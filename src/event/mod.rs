// SPDX-License-Identifier: MPL-2.0
// This Source Code Form is subject to the terms of the Mozilla Public
// License, v. 2.0. If a copy of the MPL was not distributed with this
// file, You can obtain one at https://mozilla.org/MPL/2.0/.

//! Events emitted by the TV.
//!
//! The device transport pushes [`TvEvent`]s into a [`TvEventBus`]; the bridge
//! holds a receiver and routes every event to its retained state topic.
//!
//! # Examples
//!
//! ```
//! use lgtv2mqtt::event::{TvEvent, TvEventBus};
//! use serde_json::json;
//!
//! let bus = TvEventBus::new();
//! let mut rx = bus.subscribe();
//!
//! bus.publish(TvEvent::ForegroundAppChanged(json!({"appId": "netflix"})));
//! assert!(rx.try_recv().is_ok());
//! ```

mod event_bus;
mod tv_event;

pub use event_bus::TvEventBus;
pub use tv_event::TvEvent;
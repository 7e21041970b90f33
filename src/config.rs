//! Configuration for the annotation stage
//!
//! Sensible defaults, environment overrides in production. All variables
//! are prefixed `CONCEPT_MAP_`.

use std::env;

/// Configuration for the rule-based annotator
#[derive(Debug, Clone)]
pub struct AnnotatorConfig {
    /// Minimum token length considered for a concept span
    pub min_token_len: usize,

    /// Maximum accepted input size in bytes (0 = unlimited).
    /// Oversized input is an extraction error, not a truncation.
    pub max_text_len: usize,

    /// Extra stop words merged into the built-in set
    pub extra_stop_words: Vec<String>,
}

impl Default for AnnotatorConfig {
    fn default() -> Self {
        Self {
            min_token_len: 2,
            max_text_len: 1_048_576,
            extra_stop_words: Vec::new(),
        }
    }
}

impl AnnotatorConfig {
    /// Load from environment variables, falling back to defaults
    ///
    /// - `CONCEPT_MAP_MIN_TOKEN_LEN`: minimum token length (default 2)
    /// - `CONCEPT_MAP_MAX_TEXT_LEN`: max input bytes, 0 = unlimited (default 1 MiB)
    /// - `CONCEPT_MAP_STOP_WORDS`: comma-separated extra stop words
    pub fn from_env() -> Self {
        let mut config = Self::default();

        if let Ok(val) = env::var("CONCEPT_MAP_MIN_TOKEN_LEN") {
            match val.parse() {
                Ok(n) => config.min_token_len = n,
                Err(_) => {
                    tracing::warn!("Invalid CONCEPT_MAP_MIN_TOKEN_LEN '{}' - using default", val)
                }
            }
        }

        if let Ok(val) = env::var("CONCEPT_MAP_MAX_TEXT_LEN") {
            match val.parse() {
                Ok(n) => config.max_text_len = n,
                Err(_) => {
                    tracing::warn!("Invalid CONCEPT_MAP_MAX_TEXT_LEN '{}' - using default", val)
                }
            }
        }

        if let Ok(words) = env::var("CONCEPT_MAP_STOP_WORDS") {
            config.extra_stop_words = words
                .split(',')
                .map(|s| s.trim().to_lowercase())
                .filter(|s| !s.is_empty())
                .collect();
        }

        config
    }
}

#[cfg(test)]
mod tests {
    use super::*;

    #[test]
    fn test_defaults() {
        let config = AnnotatorConfig::default();
        assert_eq!(config.min_token_len, 2);
        assert_eq!(config.max_text_len, 1_048_576);
        assert!(config.extra_stop_words.is_empty());
    }
}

────────

▶ **WHAT TO PRODUCE**
Exactly as they appear, retype the lines from the start of the records through the line containing "(0 = unlimited).".

▶ **SOLUTION BELOW**
filename src/event/mod.rs
// SPDX-License-Identifier: MPL-2.0
// This Source Code Form is subject to the terms of the Mozilla Public
// License, v. 2.0. If a copy of the MPL was not distributed with this
// file, You can obtain one at https://mozilla.org/MPL/2.0/.

//! Events emitted by the TV.
//!
//! The device transport pushes [`TvEvent`]s into a [`TvEventBus`]; the bridge
//! holds a receiver and routes every event to its retained state topic.
//!
//! # Examples
//!
//! ```
//! use lgtv2mqtt::event::{TvEvent, TvEventBus};
//! use serde_json::json;
//!
//! let bus = TvEventBus::new();
//! let mut rx = bus.subscribe();
//!
//! bus.publish(TvEvent::ForegroundAppChanged(json!({"appId": "netflix"})));
//! assert!(rx.try_recv().is_ok());
//! ```

mod event_bus;
mod tv_event;

pub use event_bus::TvEventBus;
pub use tv_event::TvEvent;
repository 7e21041970b90f33
filename src/config.rs
//! Configuration for the annotation stage
//!
//! Sensible defaults, environment overrides in production. All variables
//! are prefixed `CONCEPT_MAP_`.

use std::env;

/// Configuration for the rule-based annotator
#[derive(Debug, Clone)]
pub struct AnnotatorConfig {
    /// Minimum token length considered for a concept span
    pub min_token_len: usize,

    /// Maximum accepted input size in bytes (0 = unlimited).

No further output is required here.